At the Salvation Army, Nicole began talking to a guy in a wheelchair who had separated himself from the group, who were waiting in line for a free movie which was going to be shown later in the evening. His leg was held upright and straight in a brace, and he said that he'd already had one surgery on his knee, and was waiting on a second surgery, which he hoped would come before Christmas. He said he was a truck driver, and that since his injury prevented him from driving, he was forced to live on the streets till he could work again. He also said "I'll NEVER go without medical insurance AGAIN!" This was a pretty normal fellow. He wasn't drunk, he wasn't crazy or a drug addict. He was just a regular guy; a guy that had a piece of bad luck and was now stuck. What struck me about him was his sense that he was a "short-timer." He didn't plan on being there long, and sincerely felt that he'd be back on his feet (both literally and figuratively) before the year was out. Talking to this man made me realize how close to this life so many people are. If something were to happen to me that prevented me from working, I could very well be right were he is.

The other lesson gained from this experience was realizing the preciousness of my ability to choose what kinds of food I eat. I am a vegetarian, mostly vegan. I found myself laughing at how buying ten pounds of cold cuts and a tub of mayonnaise must have thrown off my Safeway Club Card customer profile (and they thought they had me all figured out). Handling meat is not something I'm keen on, but it made me appreciate my power of choice. I don't consider myself wealthy by most American standards. I'm working-class. I have a "white collar" job, but make "blue collar" wages, and don't drive anything near a new car. But, I can choose to be vegetarian, and even vegan! That's not just a choice toward health (as I usually see it), but also a choice toward cutting out the staples of caloricly dense foods. Top that off with my usual abstinence from bread, and I've pretty much eliminated the majority of Americans' caloric intake. What is left are expensive, nutrient-dense (but caloricly light) foods such as fresh fruits and vegetables (organic if we can afford them), meat alternatives such as Seitan and Tofu, and filtered water. All these things I take for granted, but being able to choose and afford a diet such as this puts me in a very exclusive club! I have SO MUCH to be thankful for.

So, I started off talking about our Thanksgiving trip to feed the poor and ended up talking about my own diet. What's the point? The point is that while we were supposedly serving others, it seemed that the ones doing the serving were given an enormous gift in return. Being out there in the cool night air, sharing the company of those I would've never had the opportunity to meet otherwise, I felt so blissful. It wasn't a sense of self-righteousness, or of pride.
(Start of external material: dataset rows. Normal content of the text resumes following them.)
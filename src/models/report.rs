//! Report records produced by a diagnostics run
//!
//! Every record is a plain value owned by the caller. A probe that could not
//! produce data says why through its `error` field; fields are never left
//! out silently.

use crate::probe::resolve_service_name;
use crate::types::{PingStatus, PortStatus};
use chrono::{DateTime, Utc};
use serde::{Deserialize, Serialize};
use std::collections::BTreeSet;

/// Normalized ping statistics
#[derive(Debug, Clone, PartialEq, Serialize, Deserialize)]
pub struct PingResult {
    pub status: PingStatus,
    pub packets_sent: u32,
    pub packets_received: u32,
    /// Derived from the packet counts whenever `packets_sent > 0`
    pub packet_loss_percent: f64,
    /// Round-trip times in milliseconds
    #[serde(default, skip_serializing_if = "Option::is_none")]
    pub min_rtt: Option<f64>,
    #[serde(default, skip_serializing_if = "Option::is_none")]
    pub avg_rtt: Option<f64>,
    #[serde(default, skip_serializing_if = "Option::is_none")]
    pub max_rtt: Option<f64>,
    #[serde(default, skip_serializing_if = "Option::is_none")]
    pub error: Option<String>,
}

impl PingResult {
    /// Successful result with every field at its default
    pub fn empty() -> Self {
        Self {
            status: PingStatus::Success,
            packets_sent: 0,
            packets_received: 0,
            packet_loss_percent: 0.0,
            min_rtt: None,
            avg_rtt: None,
            max_rtt: None,
            error: None,
        }
    }

    /// Ping ran but the host did not answer
    pub fn failed<S: Into<String>>(message: S) -> Self {
        Self {
            status: PingStatus::Failed,
            error: Some(message.into()),
            ..Self::empty()
        }
    }

    /// Ping could not be executed
    pub fn error<S: Into<String>>(message: S) -> Self {
        Self {
            status: PingStatus::Error,
            error: Some(message.into()),
            ..Self::empty()
        }
    }

    pub fn is_success(&self) -> bool {
        self.status == PingStatus::Success
    }

    /// Whether all three round-trip figures were parsed
    pub fn has_rtt(&self) -> bool {
        self.min_rtt.is_some() && self.avg_rtt.is_some() && self.max_rtt.is_some()
    }
}

/// Outcome of probing one TCP port
#[derive(Debug, Clone, PartialEq, Eq, Serialize, Deserialize)]
pub struct PortProbeResult {
    pub port: u16,
    pub status: PortStatus,
    pub service_name: String,
    #[serde(default, skip_serializing_if = "Option::is_none")]
    pub error: Option<String>,
}

impl PortProbeResult {
    pub fn open(port: u16) -> Self {
        Self::with_status(port, PortStatus::Open, None)
    }

    pub fn closed(port: u16) -> Self {
        Self::with_status(port, PortStatus::Closed, None)
    }

    pub fn error<S: Into<String>>(port: u16, message: S) -> Self {
        Self::with_status(port, PortStatus::Error, Some(message.into()))
    }

    fn with_status(port: u16, status: PortStatus, error: Option<String>) -> Self {
        Self {
            port,
            status,
            service_name: resolve_service_name(port).to_string(),
            error,
        }
    }

    pub fn is_open(&self) -> bool {
        self.status == PortStatus::Open
    }
}

/// Addresses a hostname resolved to
#[derive(Debug, Clone, PartialEq, Eq, Serialize, Deserialize)]
pub struct DnsResult {
    pub hostname: String,
    /// Primary IPv4 address
    #[serde(default, skip_serializing_if = "Option::is_none")]
    pub ipv4_address: Option<String>,
    /// Every distinct IPv6 address; order carries no meaning
    #[serde(default, skip_serializing_if = "BTreeSet::is_empty")]
    pub ipv6_addresses: BTreeSet<String>,
    #[serde(default, skip_serializing_if = "Option::is_none")]
    pub error: Option<String>,
}

impl DnsResult {
    /// Result with nothing resolved yet
    pub fn new<S: Into<String>>(hostname: S) -> Self {
        Self {
            hostname: hostname.into(),
            ipv4_address: None,
            ipv6_addresses: BTreeSet::new(),
            error: None,
        }
    }

    /// Resolution failed; addresses stay empty
    pub fn failed<S: Into<String>, M: Into<String>>(hostname: S, message: M) -> Self {
        Self {
            error: Some(message.into()),
            ..Self::new(hostname)
        }
    }

    pub fn is_resolved(&self) -> bool {
        self.error.is_none() && (self.ipv4_address.is_some() || !self.ipv6_addresses.is_empty())
    }
}

/// Aggregated result of one diagnostics run
#[derive(Debug, Clone, PartialEq, Serialize, Deserialize)]
pub struct DiagnosticsReport {
    /// When the run started
    pub timestamp: DateTime<Utc>,
    pub host: String,
    pub ping_result: PingResult,
    pub dns_result: DnsResult,
    /// Same order as the requested ports
    pub port_results: Vec<PortProbeResult>,
}

impl DiagnosticsReport {
    pub fn new(
        timestamp: DateTime<Utc>,
        host: String,
        ping_result: PingResult,
        dns_result: DnsResult,
        port_results: Vec<PortProbeResult>,
    ) -> Self {
        Self {
            timestamp,
            host,
            ping_result,
            dns_result,
            port_results,
        }
    }

    /// Ports that accepted a connection
    pub fn open_ports(&self) -> Vec<u16> {
        self.port_results
            .iter()
            .filter(|r| r.is_open())
            .map(|r| r.port)
            .collect()
    }

    /// Number of probes (ping, DNS, ports) that carry an error message
    pub fn failed_probe_count(&self) -> usize {
        let ping = usize::from(self.ping_result.error.is_some());
        let dns = usize::from(self.dns_result.error.is_some());
        let ports = self.port_results.iter().filter(|r| r.error.is_some()).count();
        ping + dns + ports
    }

    /// One-line digest for verbose output
    pub fn summary(&self) -> String {
        let ping = if self.ping_result.is_success() {
            format!("{:.1}% loss", self.ping_result.packet_loss_percent)
        } else {
            self.ping_result.status.to_string()
        };
        let dns = if self.dns_result.error.is_some() { "unresolved" } else { "resolved" };
        format!(
            "{}: ping {}, dns {}, {}/{} ports open",
            self.host,
            ping,
            dns,
            self.open_ports().len(),
            self.port_results.len()
        )
    }
}
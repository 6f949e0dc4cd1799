//! Configuration parsing from CLI arguments and environment variables

use crate::{
    cli::Cli,
    config::env::EnvManager,
    error::Result,
    logging::{LogLevel, Logger},
    models::{config::split_list, Config, OutputFormat},
};
use std::path::PathBuf;

/// Configuration parser that combines CLI arguments with environment variables
pub struct ConfigParser {
    cli: Cli,
    env_file: PathBuf,
    logger: Logger,
}

impl ConfigParser {
    /// Create a parser reading `.env` from the working directory
    pub fn new(cli: Cli) -> Self {
        let mut logger = Logger::new("CONFIG");
        if cli.debug {
            logger.set_level(LogLevel::Debug);
        }
        logger.set_color(cli.use_colors());

        Self {
            cli,
            env_file: PathBuf::from(".env"),
            logger,
        }
    }

    /// Read environment defaults from another file
    pub fn with_env_file<P: Into<PathBuf>>(mut self, path: P) -> Self {
        self.env_file = path.into();
        self
    }

    /// Parse and build the complete configuration
    ///
    /// Later layers win: defaults, `.env`, `NETDIAG_*` variables, CLI.
    pub fn parse(&self) -> Result<Config> {
        let mut config = Config::default();

        // Variables already set shadow the file, so bad lines only warn here
        if let Some(warnings) = EnvManager::check_env_file(&self.env_file)? {
            for warning in warnings {
                self.logger
                    .warn("Invalid .env entry")
                    .field("path", self.env_file.display().to_string())
                    .field("detail", warning)
                    .log();
            }
        }

        EnvManager::load_env_file(&self.env_file, &self.logger)?;
        config.merge_from_env()?;
        self.apply_cli_overrides(&mut config);
        config.validate()?;

        self.logger
            .debug("Configuration loaded")
            .field("host", &config.host)
            .field("ports", &config.ports)
            .field("ping_count", config.ping_count)
            .field("timeout_seconds", config.timeout_seconds)
            .log();

        Ok(config)
    }

    fn apply_cli_overrides(&self, config: &mut Config) {
        let cli = &self.cli;

        if let Some(host) = &cli.host {
            config.host = host.trim().to_string();
        }

        if !cli.ports.is_empty() {
            config.ports = cli.ports.clone();
        }

        if let Some(count) = cli.count {
            config.ping_count = count;
        }

        if let Some(timeout) = cli.timeout {
            config.timeout_seconds = timeout;
        }

        if let Some(dns_servers) = &cli.dns_servers {
            config.dns_servers = split_list(dns_servers);
        }

        if cli.parallel {
            config.parallel_ports = true;
        }

        if cli.json {
            config.output_format = OutputFormat::Json;
        }

        // Explicit flags beat the file; otherwise the terminal must agree too
        config.enable_color = if cli.color {
            true
        } else if cli.no_color {
            false
        } else {
            config.enable_color && cli.use_colors()
        };

        if cli.no_trace {
            config.trace_ping_output = false;
        }

        // CLI-only
        config.verbose = cli.verbose;
        config.debug = cli.debug;
    }
}

/// Convenience function to load complete configuration from CLI arguments
pub fn load_config(cli: Cli) -> Result<Config> {
    ConfigParser::new(cli).parse()
}

/// Display configuration summary for debug purposes
pub fn display_config_summary(config: &Config) -> String {
    let dns_servers = if config.dns_servers.is_empty() {
        "system".to_string()
    } else {
        config.dns_servers.join(", ")
    };
    let ports = config
        .ports
        .iter()
        .map(u16::to_string)
        .collect::<Vec<_>>()
        .join(", ");

    [
        format!("Host: {}", config.host),
        format!("Ports: {}", ports),
        format!("Ping Count: {}", config.ping_count),
        format!("Port Timeout: {}s", config.timeout_seconds),
        format!("DNS Servers: {}", dns_servers),
        format!("Parallel Probes: {}", config.parallel_ports),
        format!("Color Output: {}", config.enable_color),
        format!("Trace Ping Output: {}", config.trace_ping_output),
        format!("Verbose: {}", config.verbose),
        format!("Debug: {}", config.debug),
    ]
    .join("\n")
}
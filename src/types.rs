//! Type definitions shared across probes

use std::fmt;
use std::str::FromStr;
use serde::{Deserialize, Serialize};

// Re-export commonly used types
pub use crate::error::{AppError, Result};

/// Operating system family whose `ping` utility produced the output
#[derive(Debug, Clone, Copy, PartialEq, Eq, Hash, Serialize, Deserialize)]
#[serde(rename_all = "lowercase")]
pub enum Platform {
    /// macOS and other BSD-flavoured ping
    Darwin,
    /// Windows `ping.exe`
    Windows,
    /// Linux iputils/busybox and anything unrecognised
    Linux,
}

impl Platform {
    /// Platform this binary was compiled for
    pub fn current() -> Self {
        Self::from_os(std::env::consts::OS)
    }

    /// Map a `std::env::consts::OS` style name; unknown systems use Linux rules
    pub fn from_os(os: &str) -> Self {
        match os {
            "macos" | "darwin" | "ios" => Platform::Darwin,
            "windows" => Platform::Windows,
            _ => Platform::Linux,
        }
    }

    /// Arguments passed to `ping` before the host name
    ///
    /// Only the Darwin path caps the per-reply wait (`-t 5`).
    pub fn ping_args(&self, count: u32) -> Vec<String> {
        match self {
            Platform::Darwin => vec![
                "-c".to_string(),
                count.to_string(),
                "-t".to_string(),
                crate::defaults::DARWIN_PING_TIMEOUT_SECS.to_string(),
            ],
            Platform::Windows => vec!["-n".to_string(), count.to_string()],
            Platform::Linux => vec!["-c".to_string(), count.to_string()],
        }
    }

    pub fn as_str(&self) -> &'static str {
        match self {
            Platform::Darwin => "darwin",
            Platform::Windows => "windows",
            Platform::Linux => "linux",
        }
    }
}

impl fmt::Display for Platform {
    fn fmt(&self, f: &mut fmt::Formatter<'_>) -> fmt::Result {
        f.write_str(self.as_str())
    }
}

impl FromStr for Platform {
    type Err = AppError;

    fn from_str(s: &str) -> Result<Self> {
        match s.trim().to_lowercase().as_str() {
            "darwin" | "macos" | "osx" => Ok(Platform::Darwin),
            "windows" | "win" => Ok(Platform::Windows),
            "linux" => Ok(Platform::Linux),
            other => Err(AppError::parse(format!("Unknown platform: {}", other))),
        }
    }
}

/// Outcome of the ping step
#[derive(Debug, Clone, Copy, PartialEq, Eq, Serialize, Deserialize)]
#[serde(rename_all = "lowercase")]
pub enum PingStatus {
    /// Ping ran and its output was parsed
    Success,
    /// Ping ran but reported the host unreachable
    Failed,
    /// Ping could not be run at all
    Error,
}

impl fmt::Display for PingStatus {
    fn fmt(&self, f: &mut fmt::Formatter<'_>) -> fmt::Result {
        f.write_str(match self {
            PingStatus::Success => "success",
            PingStatus::Failed => "failed",
            PingStatus::Error => "error",
        })
    }
}

/// Outcome of one TCP port probe
#[derive(Debug, Clone, Copy, PartialEq, Eq, Serialize, Deserialize)]
#[serde(rename_all = "lowercase")]
pub enum PortStatus {
    /// Connection established
    Open,
    /// Connection refused or timed out
    Closed,
    /// Probe failed for another reason
    Error,
}

impl fmt::Display for PortStatus {
    fn fmt(&self, f: &mut fmt::Formatter<'_>) -> fmt::Result {
        f.write_str(match self {
            PortStatus::Open => "open",
            PortStatus::Closed => "closed",
            PortStatus::Error => "error",
        })
    }
}
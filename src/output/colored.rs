//! Colored formatter implementation with terminal color support

use super::formatter::{render_dns, render_header, render_ping, render_ports, Painter, ReportFormatter, Tone};
use crate::{
    error::Result,
    models::{DiagnosticsReport, DnsResult, PingResult, PortProbeResult},
};
use colored::*;

/// Color scheme configuration
#[derive(Debug, Clone)]
pub struct ColorScheme {
    pub header: Color,
    pub section: Color,
    pub label: Color,
    pub success: Color,
    pub warning: Color,
    pub error: Color,
}

impl Default for ColorScheme {
    fn default() -> Self {
        Self {
            header: Color::Blue,
            section: Color::Cyan,
            label: Color::BrightBlack,
            success: Color::Green,
            warning: Color::Yellow,
            error: Color::Red,
        }
    }
}

impl Painter for ColorScheme {
    fn paint(&self, tone: Tone, text: &str) -> String {
        match tone {
            Tone::Title => text.color(self.header).bold().to_string(),
            Tone::Heading => text.color(self.section).bold().to_string(),
            Tone::Label => text.color(self.label).to_string(),
            Tone::Good => text.color(self.success).to_string(),
            Tone::Warning => text.color(self.warning).to_string(),
            Tone::Bad => text.color(self.error).bold().to_string(),
            Tone::Plain => text.to_string(),
        }
    }
}

/// Colored formatter implementation
#[derive(Debug, Default, Clone)]
pub struct ColoredFormatter {
    color_scheme: ColorScheme,
}

impl ColoredFormatter {
    pub fn new() -> Self {
        Self::default()
    }

    /// Use a custom color scheme
    pub fn with_scheme(color_scheme: ColorScheme) -> Self {
        Self { color_scheme }
    }

    pub fn color_scheme(&self) -> &ColorScheme {
        &self.color_scheme
    }
}

impl ReportFormatter for ColoredFormatter {
    fn format_header(&self, report: &DiagnosticsReport) -> Result<String> {
        Ok(render_header(&self.color_scheme, report))
    }

    fn format_dns(&self, dns: &DnsResult) -> Result<String> {
        Ok(render_dns(&self.color_scheme, dns))
    }

    fn format_ping(&self, ping: &PingResult) -> Result<String> {
        Ok(render_ping(&self.color_scheme, ping))
    }

    fn format_ports(&self, ports: &[PortProbeResult]) -> Result<String> {
        Ok(render_ports(&self.color_scheme, ports))
    }
}
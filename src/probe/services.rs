//! Well-known TCP port names

/// Label used for ports missing from [`WELL_KNOWN_SERVICES`]
pub const UNKNOWN_SERVICE: &str = "Unknown";

/// Static port → protocol table
pub const WELL_KNOWN_SERVICES: &[(u16, &str)] = &[
    (21, "FTP"),
    (22, "SSH"),
    (23, "Telnet"),
    (25, "SMTP"),
    (53, "DNS"),
    (80, "HTTP"),
    (110, "POP3"),
    (143, "IMAP"),
    (443, "HTTPS"),
    (3306, "MySQL"),
    (5432, "PostgreSQL"),
    (27017, "MongoDB"),
];

/// Conventional protocol name for a TCP port, or `"Unknown"`
pub fn resolve_service_name(port: u16) -> &'static str {
    WELL_KNOWN_SERVICES
        .iter()
        .find(|(p, _)| *p == port)
        .map(|(_, name)| *name)
        .unwrap_or(UNKNOWN_SERVICE)
}
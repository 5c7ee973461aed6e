// SPDX-License-Identifier: PMPL-1.0-or-later
// Copyright (c) 2026 Jonathan D.A. Jewell (hyperpolymath) <jonathan.jewell@open.ac.uk>
//
// Sketch binarization pipeline -- one parameterised sequence of filters shared
// by the photo-to-sketch converter and the accuracy scorer.

use image::{DynamicImage, GrayImage, RgbImage};
use tracing::{debug, info, instrument};

use divdraw_core::error::Result;

use super::filters;
use crate::codec;

/// Larger side of every raster entering the pipeline.
pub const MAX_DIMENSION: u32 = 800;

/// Half-width of the 9x9 neighbourhood used for adaptive thresholding.
pub const THRESHOLD_BLOCK_RADIUS: u32 = 4;

/// Amount subtracted from the local mean before thresholding.
pub const THRESHOLD_OFFSET: i32 = 5;

const BILATERAL_DIAMETER: u32 = 9;
const BILATERAL_SIGMA_COLOR: f64 = 75.0;
const BILATERAL_SIGMA_SPACE: f64 = 75.0;
const CLAHE_CLIP_LIMIT: f64 = 3.0;
const CLAHE_TILES: u32 = 8;
const BOOST_ALPHA: f64 = 1.3;
const BOOST_BETA: f64 = 10.0;

/// Which optional stages [`binarize`] runs around the shared
/// downscale / grayscale / threshold / median core.
#[derive(Debug, Clone, Copy, PartialEq, Eq)]
pub struct BinarizeProfile {
    /// Bilateral smoothing before thresholding.
    pub denoise: bool,
    /// CLAHE before thresholding.
    pub equalize: bool,
    /// Linear contrast/brightness boost before thresholding.
    pub boost: bool,
    /// 2x2 closing after thresholding.
    pub close: bool,
}

impl BinarizeProfile {
    /// Full pipeline used to turn photos into clean line art.
    pub const SKETCH: Self = Self {
        denoise: true,
        equalize: true,
        boost: true,
        close: true,
    };

    /// Lean pipeline used to compare two drawings literally.
    pub const SCORING: Self = Self {
        denoise: false,
        equalize: false,
        boost: false,
        close: false,
    };
}

/// Run the binarization pipeline on a colour raster.
///
/// 1. Downscale so the larger side is at most [`MAX_DIMENSION`] (area averaging)
/// 2. BT.601 grayscale
/// 3. Optional bilateral denoise, CLAHE, and linear boost
/// 4. Mean-adaptive threshold (9x9, offset 5)
/// 5. Optional 2x2 closing
/// 6. 3x3 median despeckle
///
/// The result only contains ink (0) and background (255) samples.
#[instrument(skip(image), fields(width = image.width(), height = image.height()))]
pub fn binarize(image: &RgbImage, profile: BinarizeProfile) -> GrayImage {
    let (width, height) = filters::fit_within(image.width(), image.height(), MAX_DIMENSION);
    let mut gray = if (width, height) == image.dimensions() {
        filters::luma(image)
    } else {
        debug!(width, height, "Downscaling before binarization");
        filters::luma(&filters::resize_area(image, width, height))
    };

    if profile.denoise {
        gray = filters::bilateral(
            &gray,
            BILATERAL_DIAMETER,
            BILATERAL_SIGMA_COLOR,
            BILATERAL_SIGMA_SPACE,
        );
    }
    if profile.equalize {
        gray = filters::clahe(&gray, CLAHE_CLIP_LIMIT, CLAHE_TILES);
    }
    if profile.boost {
        gray = filters::linear_boost(&gray, BOOST_ALPHA, BOOST_BETA);
    }

    let mut edges = filters::adaptive_threshold(&gray, THRESHOLD_BLOCK_RADIUS, THRESHOLD_OFFSET);
    if profile.close {
        edges = filters::close_2x2(&edges);
    }
    let edges = filters::despeckle(&edges);
    debug!(?profile, "Binarization complete");
    edges
}

/// Convert an uploaded photo into a clean line sketch, returned as PNG bytes.
#[instrument(skip(data), fields(data_len = data.len()))]
pub fn convert_to_sketch(data: &[u8]) -> Result<Vec<u8>> {
    let image = codec::decode(data)?;
    let sketch = binarize(&image, BinarizeProfile::SKETCH);
    info!(
        width = sketch.width(),
        height = sketch.height(),
        "Sketch extracted"
    );
    codec::encode_png(&DynamicImage::ImageLuma8(sketch))
}

/// Decode an image and reduce it to the binary edge raster used for scoring.
#[instrument(skip(data), fields(data_len = data.len()))]
pub fn to_binary_edge(data: &[u8]) -> Result<GrayImage> {
    let image = codec::decode(data)?;
    Ok(binarize(&image, BinarizeProfile::SCORING))
}

#[cfg(test)]
mod tests {
    use image::{Rgb, RgbImage};

    use super::*;
    use divdraw_core::error::DivDrawError;
    use divdraw_core::types::{BACKGROUND, INK};

    /// Light background with a dark diagonal band and a dark disc.
    fn synthetic_photo(width: u32, height: u32) -> RgbImage {
        let (cx, cy) = (width as f32 * 0.7, height as f32 * 0.4);
        let radius = width.min(height) as f32 * 0.15;
        RgbImage::from_fn(width, height, |x, y| {
            let (fx, fy) = (x as f32, y as f32);
            let on_band = (fx * height as f32 / width as f32 - fy).abs() < 3.0;
            let in_disc = (fx - cx).powi(2) + (fy - cy).powi(2) < radius * radius;
            if on_band || in_disc {
                Rgb([30, 40, 50])
            } else {
                Rgb([200 + (x % 7) as u8, 190, 180 + (y % 5) as u8])
            }
        })
    }

    fn png(image: RgbImage) -> Vec<u8> {
        codec::encode_png(&DynamicImage::ImageRgb8(image)).unwrap()
    }

    fn samples_are_binary(image: &GrayImage) -> bool {
        image.pixels().all(|p| p.0[0] == INK || p.0[0] == BACKGROUND)
    }

    #[test]
    fn sketch_profile_output_is_binary() {
        let edges = binarize(&synthetic_photo(120, 90), BinarizeProfile::SKETCH);
        assert!(samples_are_binary(&edges));
        assert!(edges.pixels().any(|p| p.0[0] == INK));
        assert!(edges.pixels().any(|p| p.0[0] == BACKGROUND));
    }

    #[test]
    fn scoring_profile_output_is_binary() {
        let edges = binarize(&synthetic_photo(64, 64), BinarizeProfile::SCORING);
        assert!(samples_are_binary(&edges));
    }

    #[test]
    fn large_inputs_are_downscaled_to_800() {
        let edges = binarize(&synthetic_photo(1000, 500), BinarizeProfile::SCORING);
        assert_eq!(edges.dimensions(), (800, 400));
    }

    #[test]
    fn small_inputs_keep_their_dimensions() {
        let edges = binarize(&synthetic_photo(321, 123), BinarizeProfile::SKETCH);
        assert_eq!(edges.dimensions(), (321, 123));
    }

    #[test]
    fn portrait_inputs_fit_height() {
        let edges = binarize(&synthetic_photo(400, 1600), BinarizeProfile::SCORING);
        assert_eq!(edges.dimensions(), (200, 800));
    }

    #[test]
    fn blank_page_has_no_ink() {
        let blank = RgbImage::from_pixel(50, 40, Rgb([255, 255, 255]));
        let edges = binarize(&blank, BinarizeProfile::SKETCH);
        assert!(edges.pixels().all(|p| p.0[0] == BACKGROUND));
    }

    #[test]
    fn convert_to_sketch_returns_grayscale_png() {
        let bytes = convert_to_sketch(&png(synthetic_photo(200, 150))).unwrap();
        let decoded = image::load_from_memory(&bytes).unwrap();
        assert_eq!((decoded.width(), decoded.height()), (200, 150));
        assert!(samples_are_binary(&decoded.to_luma8()));
    }

    #[test]
    fn convert_to_sketch_is_deterministic() {
        let input = png(synthetic_photo(90, 60));
        assert_eq!(convert_to_sketch(&input).unwrap(), convert_to_sketch(&input).unwrap());
    }

    #[test]
    fn convert_rejects_non_images() {
        let err = convert_to_sketch(b"GIF89a but not really").unwrap_err();
        assert!(matches!(err, DivDrawError::Decode(_)));
    }

    #[test]
    fn to_binary_edge_finds_drawn_strokes() {
        let edges = to_binary_edge(&png(synthetic_photo(100, 100))).unwrap();
        assert!(samples_are_binary(&edges));
        assert!(edges.pixels().any(|p| p.0[0] == INK));
    }
}
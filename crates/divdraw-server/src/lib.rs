// SPDX-License-Identifier: PMPL-1.0-or-later
// Copyright (c) 2026 Jonathan D.A. Jewell (hyperpolymath) <jonathan.jewell@open.ac.uk>
//
// Divide & Draw HTTP service -- routing, request input resolution, the
// generative polishing proxy, and the server lifecycle.

pub mod enhance;
pub mod handlers;
pub mod input;
pub mod server;

pub use enhance::{GeminiBackend, GenerativeBackend, UnconfiguredBackend};
pub use server::{AppState, SketchServer, router};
It was a feeling that THIS was what human beings were put on the earth to do... To Love and Serve each other.

So, I advise all who read this to take an opportunity to serve those in your community who have no place to live and no consistent source of nutrition. I KNOW, I KNOW. You can't afford it. What little you could do wouldn't really make a dent in the problem. The truth is, if you can afford to take your family out to dinner and to a movie once in a while, if you can afford to lavish each other with gifts on Christmas, then you can afford an experience like this now and again. We plan on doing this more often, and at a time OTHER than Thanksgiving, as all the people we talked to had eaten pretty well in the days leading up to that one. They were most grateful for our chicken sandwiches, as they said they couldn't possibly eat more turkey! We spent a total of about $75, and with it, we were able to give a sandwich to every single person we met who wanted one (some even got two). Perhaps this didn't put even "a tiny dent in the problem," but for us, it was $75 very well spent on an amazing experience in unconditional love and gratitude.